In 1992 Mr. Lai founded and until December 2012 was the principal owner and President of Genesis Capital Group, Inc., which provided significant consulting services to many public and private companies in the powersports, technology and other industries, while advising its clients in corporate development, mergers and acquisitions, and private and public capital-raising through equity offerings. Mr. Lai’s role as a co-founder of the company and his many years of experience as a chief executive officer of many public or private companies are material factors regarding his qualifications to serve on our Board of Directors.
John Carruth. Mr. Carruth has spent several years in the accounting field with continually-progressing responsibilities. His areas of expertise include internal controls over financial reporting, SEC reporting, and GAAP compliance. He holds three degrees in accounting, including a Master of Accountancy degree from the University of Minnesota (2016) where the coursework surrounded navigating the SEC, SOX and the Dodd Frank Act. He has been employed at Merrill Corporation, where he worked on SEC reporting; at Prime Therapeutics, where he worked on special projects; and most recently at Supervalu focusing on GAAP compliance and emerging and special projects.

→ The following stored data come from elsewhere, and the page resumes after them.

use std::path::PathBuf;

use thiserror::Error;

pub type Result<T> = std::result::Result<T, PredictorError>;

#[derive(Error, Debug)]
pub enum PredictorError {
    #[error("IO error: {0}")]
    IoError(#[from] std::io::Error),

    #[error("Serialization error: {0}")]
    SerializationError(#[from] serde_json::Error),

    #[error("Model not found: {0}")]
    NotFound(PathBuf),

    #[error("Training set is empty")]
    EmptyTrainingSet,

    #[error("Training data has no usable features")]
    EmptyVocabulary,

    #[error("Invalid model: {0}")]
    InvalidModel(String),

    #[error("Numerical error: {0}")]
    Numerical(String),
}
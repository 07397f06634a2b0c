use std::collections::{HashMap, HashSet};

use serde::{Deserialize, Serialize};
use sha2::{Digest, Sha256};

use crate::severity::Severity;

/// One `(symptom, condition, severity)` entry of the reference dataset.
#[derive(Debug, Clone, PartialEq, Eq, Serialize, Deserialize)]
pub struct ReferenceRow {
    pub symptom: String,
    pub condition: String,
    pub severity: Severity,
}

impl ReferenceRow {
    pub fn new(symptom: impl Into<String>, condition: impl Into<String>, severity: Severity) -> Self {
        Self {
            symptom: symptom.into(),
            condition: condition.into(),
            severity,
        }
    }
}

/// Immutable reference dataset.
///
/// A condition's severity is resolved once at construction: when several rows disagree,
/// the last row for that condition wins.
#[derive(Debug, Clone, Default)]
pub struct ReferenceTable {
    rows: Vec<ReferenceRow>,
    severities: HashMap<String, Severity>,
}

impl ReferenceTable {
    #[must_use]
    pub fn from_rows(rows: Vec<ReferenceRow>) -> Self {
        let mut severities = HashMap::new();
        for row in &rows {
            if let Some(previous) = severities.insert(row.condition.clone(), row.severity) {
                if previous != row.severity {
                    log::debug!(
                        "Condition '{}' has conflicting severities ({previous} -> {}); keeping the last",
                        row.condition,
                        row.severity
                    );
                }
            }
        }
        Self { rows, severities }
    }

    #[must_use]
    pub fn rows(&self) -> &[ReferenceRow] {
        &self.rows
    }

    #[must_use]
    pub fn len(&self) -> usize {
        self.rows.len()
    }

    #[must_use]
    pub fn is_empty(&self) -> bool {
        self.rows.is_empty()
    }

    /// Resolved severity for a condition, if the condition appears in the table.
    #[must_use]
    pub fn severity_of(&self, condition: &str) -> Option<Severity> {
        self.severities.get(condition).copied()
    }

    /// Distinct symptoms, sorted alphabetically.
    #[must_use]
    pub fn vocabulary(&self) -> Vec<&str> {
        let mut symptoms: Vec<&str> = self
            .rows
            .iter()
            .map(|row| row.symptom.as_str())
            .collect::<HashSet<_>>()
            .into_iter()
            .collect();
        symptoms.sort_unstable();
        symptoms
    }

    /// Distinct conditions in first-seen order.
    #[must_use]
    pub fn conditions(&self) -> Vec<&str> {
        let mut seen = HashSet::new();
        self.rows
            .iter()
            .map(|row| row.condition.as_str())
            .filter(|condition| seen.insert(*condition))
            .collect()
    }

    /// Lowercase hex SHA-256 over every row, in table order.
    #[must_use]
    pub fn fingerprint(&self) -> String {
        use std::fmt::Write;

        let mut hasher = Sha256::new();
        for row in &self.rows {
            hasher.update(row.symptom.as_bytes());
            hasher.update([0x1f]);
            hasher.update(row.condition.as_bytes());
            hasher.update([0x1f]);
            hasher.update(row.severity.as_str().as_bytes());
            hasher.update([0x1e]);
        }
        let digest = hasher.finalize();
        let mut out = String::with_capacity(digest.len() * 2);
        for b in digest {
            let _ = write!(out, "{b:02x}");
        }
        out
    }
}
use std::path::PathBuf;

use thiserror::Error;

pub type Result<T> = std::result::Result<T, DatasetError>;

#[derive(Error, Debug)]
pub enum DatasetError {
    #[error("Failed to read dataset {path}: {error}")]
    Io {
        path: PathBuf,
        #[source]
        error: std::io::Error,
    },

    #[error("Dataset {origin} is missing required column '{column}'")]
    MissingColumn { origin: String, column: &'static str },

    #[error("Dataset {origin} line {line}: empty {field}")]
    EmptyField {
        origin: String,
        line: u64,
        field: &'static str,
    },

    #[error("CSV error in {origin}: {error}")]
    Csv {
        origin: String,
        #[source]
        error: csv::Error,
    },
}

Sheryll Grisewood. Ms. Grisewood is a Chartered Financial Analyst (CFA), with over 35 years of securities industry experience in a broad range of investment banking, advisory and research-related activities while participating in over 85 major transactions for life science and medical device companies involving various public offerings, other private equity transactions, M&A and technology licensing. Most recently, Ms. Grisewood served for over five years as a Director, Chair of the Audit Committee and a member of the Compensation Committee of TapImmune Inc., (now Marker Therapeutics, Inc.) a NASDAQ-listed public company which is a leader in the development of cancer vaccine and cell-based immunotherapies, where she continues as a Special Consultant to the Audit Committee. Ms. Grisewood is also the co-founder and Director of Mobitech Regenerative Medicine, a private medical device company and former Board member and co-founder of BRTI Lifesciences, Inc., a private research tools company and a former Board member of Conception Technologies, Inc., a private women’s fertility diagnostic company.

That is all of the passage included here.